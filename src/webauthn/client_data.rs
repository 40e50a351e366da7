//! # Collected Client Data
//!
//! The browser serializes a small JSON document, the "collected client
//! data", and the authenticator signs (a hash of) it. Verifying it binds
//! the response to our ceremony: the right nonce, the right origin, the
//! right ceremony type.

use serde::Deserialize;
use subtle::ConstantTimeEq;

use crate::webauthn::error::{CeremonyError, CeremonyResult};
use crate::webauthn::types::base64url_decode;

/// Which ceremony a client data document belongs to.
#[derive(Debug, Clone, Copy, PartialEq, Eq)]
pub enum CeremonyType {
    /// Registration: `"webauthn.create"`.
    Create,
    /// Authentication: `"webauthn.get"`.
    Get,
}

impl CeremonyType {
    fn marker(self) -> &'static str {
        match self {
            CeremonyType::Create => "webauthn.create",
            CeremonyType::Get => "webauthn.get",
        }
    }
}

/// Parsed `clientDataJSON`. Unknown fields are ignored, as the WebAuthn
/// spec requires of relying parties.
#[derive(Debug, Clone, Deserialize)]
pub struct ClientData {
    #[serde(rename = "type")]
    pub type_: String,
    /// The challenge, base64url-encoded by the browser.
    pub challenge: String,
    pub origin: String,
    #[serde(default, rename = "crossOrigin")]
    pub cross_origin: bool,
}

impl ClientData {
    pub fn parse(raw: &[u8]) -> CeremonyResult<Self> {
        serde_json::from_slice(raw)
            .map_err(|e| CeremonyError::AttestationInvalid(format!("client data JSON: {e}")))
    }

    /// Check the three bindings in order: ceremony type, challenge, origin.
    ///
    /// The challenge comparison is constant-time. The origin comparison is
    /// exact, byte for byte: a scheme or port deviation is a mismatch,
    /// never normalized away.
    pub fn verify(
        &self,
        expected_challenge: &[u8],
        expected_origin: &str,
        ceremony: CeremonyType,
    ) -> CeremonyResult<()> {
        if self.type_ != ceremony.marker() {
            return Err(CeremonyError::AttestationInvalid(format!(
                "unexpected client data type {:?}",
                self.type_
            )));
        }

        let presented = base64url_decode(&self.challenge)?;
        if !bool::from(presented.ct_eq(expected_challenge)) {
            return Err(CeremonyError::AttestationInvalid(
                "challenge does not match the issued nonce".into(),
            ));
        }

        if self.origin != expected_origin {
            return Err(CeremonyError::OriginMismatch);
        }

        Ok(())
    }
}

#[cfg(test)]
mod tests {
    use super::*;
    use crate::webauthn::types::base64url_encode;

    fn client_data_json(type_: &str, challenge: &[u8], origin: &str) -> Vec<u8> {
        serde_json::json!({
            "type": type_,
            "challenge": base64url_encode(challenge),
            "origin": origin,
            "crossOrigin": false,
        })
        .to_string()
        .into_bytes()
    }

    #[test]
    fn accepts_matching_client_data() {
        let raw = client_data_json("webauthn.create", b"nonce-0123456789", "https://x.com");
        let cd = ClientData::parse(&raw).unwrap();
        cd.verify(b"nonce-0123456789", "https://x.com", CeremonyType::Create)
            .unwrap();
    }

    #[test]
    fn rejects_wrong_ceremony_marker() {
        let raw = client_data_json("webauthn.get", b"nonce-0123456789", "https://x.com");
        let cd = ClientData::parse(&raw).unwrap();
        let err = cd
            .verify(b"nonce-0123456789", "https://x.com", CeremonyType::Create)
            .unwrap_err();
        assert!(matches!(err, CeremonyError::AttestationInvalid(_)));
    }

    #[test]
    fn rejects_wrong_challenge() {
        let raw = client_data_json("webauthn.get", b"nonce-0123456789", "https://x.com");
        let cd = ClientData::parse(&raw).unwrap();
        let err = cd
            .verify(b"other-nonce-1234", "https://x.com", CeremonyType::Get)
            .unwrap_err();
        assert!(matches!(err, CeremonyError::AttestationInvalid(_)));
    }

    #[test]
    fn rejects_origin_deviation_including_port() {
        let raw = client_data_json("webauthn.get", b"nonce-0123456789", "https://x.com:8443");
        let cd = ClientData::parse(&raw).unwrap();
        let err = cd
            .verify(b"nonce-0123456789", "https://x.com", CeremonyType::Get)
            .unwrap_err();
        assert_eq!(err, CeremonyError::OriginMismatch);
    }

    #[test]
    fn rejects_garbage_json() {
        assert!(matches!(
            ClientData::parse(b"not json").unwrap_err(),
            CeremonyError::AttestationInvalid(_)
        ));
    }
}
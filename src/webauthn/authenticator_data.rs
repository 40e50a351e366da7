//! # Authenticator Data
//!
//! Parser for the fixed binary layout every authenticator response carries:
//!
//! ```text
//! rpIdHash (32) || flags (1) || signCount (4, big-endian)
//!     || [attested credential data: aaguid (16) || credIdLen (2, BE)
//!         || credentialId || COSE public key (CBOR)]
//!     || [extensions (CBOR)]
//! ```
//!
//! Attested credential data is only present when the AT flag is set, i.e.
//! during registration. Assertions carry just the 37-byte prefix (plus
//! optional extensions).

use sha2::{Digest, Sha256};

use crate::webauthn::error::{CeremonyError, CeremonyResult};

/// Flag bits in the authenticator data flags byte.
const FLAG_USER_PRESENT: u8 = 0x01;
const FLAG_USER_VERIFIED: u8 = 0x04;
const FLAG_ATTESTED_CREDENTIAL_DATA: u8 = 0x40;
const FLAG_EXTENSION_DATA: u8 = 0x80;

/// The credential material embedded at registration time.
#[derive(Debug, Clone)]
pub struct AttestedCredentialData {
    pub aaguid: [u8; 16],
    pub credential_id: Vec<u8>,
    /// The COSE public key and anything after it (possibly extension
    /// data); the COSE parser reads exactly one CBOR item from the front.
    pub cose_key_bytes: Vec<u8>,
}

#[derive(Debug, Clone)]
pub struct AuthenticatorData {
    pub rp_id_hash: [u8; 32],
    pub flags: u8,
    /// Signature counter; 0 is the "counter not supported" sentinel.
    pub counter: u32,
    pub attested_credential_data: Option<AttestedCredentialData>,
}

impl AuthenticatorData {
    pub fn parse(raw: &[u8]) -> CeremonyResult<Self> {
        if raw.len() < 37 {
            return Err(CeremonyError::AttestationInvalid(format!(
                "authenticator data truncated: {} bytes",
                raw.len()
            )));
        }

        let mut rp_id_hash = [0u8; 32];
        rp_id_hash.copy_from_slice(&raw[..32]);
        let flags = raw[32];
        let counter = u32::from_be_bytes([raw[33], raw[34], raw[35], raw[36]]);

        let attested_credential_data = if flags & FLAG_ATTESTED_CREDENTIAL_DATA != 0 {
            Some(Self::parse_attested(&raw[37..])?)
        } else {
            None
        };

        Ok(Self {
            rp_id_hash,
            flags,
            counter,
            attested_credential_data,
        })
    }

    fn parse_attested(rest: &[u8]) -> CeremonyResult<AttestedCredentialData> {
        // aaguid (16) + credential id length (2) is the minimum.
        if rest.len() < 18 {
            return Err(CeremonyError::AttestationInvalid(
                "attested credential data truncated".into(),
            ));
        }

        let mut aaguid = [0u8; 16];
        aaguid.copy_from_slice(&rest[..16]);
        let id_len = u16::from_be_bytes([rest[16], rest[17]]) as usize;

        let id_end = 18 + id_len;
        if rest.len() < id_end {
            return Err(CeremonyError::AttestationInvalid(
                "credential id extends past the authenticator data".into(),
            ));
        }

        Ok(AttestedCredentialData {
            aaguid,
            credential_id: rest[18..id_end].to_vec(),
            cose_key_bytes: rest[id_end..].to_vec(),
        })
    }

    pub fn user_present(&self) -> bool {
        self.flags & FLAG_USER_PRESENT != 0
    }

    pub fn user_verified(&self) -> bool {
        self.flags & FLAG_USER_VERIFIED != 0
    }

    pub fn has_extension_data(&self) -> bool {
        self.flags & FLAG_EXTENSION_DATA != 0
    }

    /// Check that the embedded hash commits to our relying-party ID.
    pub fn verify_rp_id(&self, rp_id: &str) -> CeremonyResult<()> {
        let expected: [u8; 32] = Sha256::digest(rp_id.as_bytes()).into();
        if self.rp_id_hash != expected {
            return Err(CeremonyError::RpIdMismatch);
        }
        Ok(())
    }
}

#[cfg(test)]
mod tests {
    use super::*;

    fn assertion_auth_data(rp_id: &str, flags: u8, counter: u32) -> Vec<u8> {
        let mut out = Vec::new();
        out.extend_from_slice(&Sha256::digest(rp_id.as_bytes()));
        out.push(flags);
        out.extend_from_slice(&counter.to_be_bytes());
        out
    }

    #[test]
    fn parses_assertion_prefix() {
        let raw = assertion_auth_data("x.com", 0x05, 42);
        let ad = AuthenticatorData::parse(&raw).unwrap();

        assert!(ad.user_present());
        assert!(ad.user_verified());
        assert_eq!(ad.counter, 42);
        assert!(ad.attested_credential_data.is_none());
        ad.verify_rp_id("x.com").unwrap();
    }

    #[test]
    fn rejects_wrong_rp_id_hash() {
        let raw = assertion_auth_data("x.com", 0x01, 0);
        let ad = AuthenticatorData::parse(&raw).unwrap();
        assert_eq!(ad.verify_rp_id("evil.com").unwrap_err(), CeremonyError::RpIdMismatch);
    }

    #[test]
    fn rejects_truncated_input() {
        assert!(matches!(
            AuthenticatorData::parse(&[0u8; 36]).unwrap_err(),
            CeremonyError::AttestationInvalid(_)
        ));
    }

    #[test]
    fn parses_attested_credential_data() {
        let mut raw = assertion_auth_data("x.com", 0x41, 0);
        raw.extend_from_slice(&[0u8; 16]); // aaguid
        raw.extend_from_slice(&4u16.to_be_bytes());
        raw.extend_from_slice(b"cred");
        raw.extend_from_slice(&[0xa0]); // empty CBOR map standing in for the key

        let ad = AuthenticatorData::parse(&raw).unwrap();
        let attested = ad.attested_credential_data.unwrap();
        assert_eq!(attested.credential_id, b"cred");
        assert_eq!(attested.cose_key_bytes, vec![0xa0]);
    }

    #[test]
    fn rejects_credential_id_past_the_end() {
        let mut raw = assertion_auth_data("x.com", 0x41, 0);
        raw.extend_from_slice(&[0u8; 16]);
        raw.extend_from_slice(&200u16.to_be_bytes());
        raw.extend_from_slice(b"short");

        assert!(matches!(
            AuthenticatorData::parse(&raw).unwrap_err(),
            CeremonyError::AttestationInvalid(_)
        ));
    }
}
━━━━━━━━━━━━━━━━━━━━
[Exercise goal] Above are the records; repeat exactly the lines from the one holding "out.push(flags);" down to the one holding "assert!(ad.user_present());", end lines included.

[Task answer]
        out.push(flags);
        out.extend_from_slice(&counter.to_be_bytes());
        out
    }

    #[test]
    fn parses_assertion_prefix() {
        let raw = assertion_auth_data("x.com", 0x05, 42);
        let ad = AuthenticatorData::parse(&raw).unwrap();

        assert!(ad.user_present());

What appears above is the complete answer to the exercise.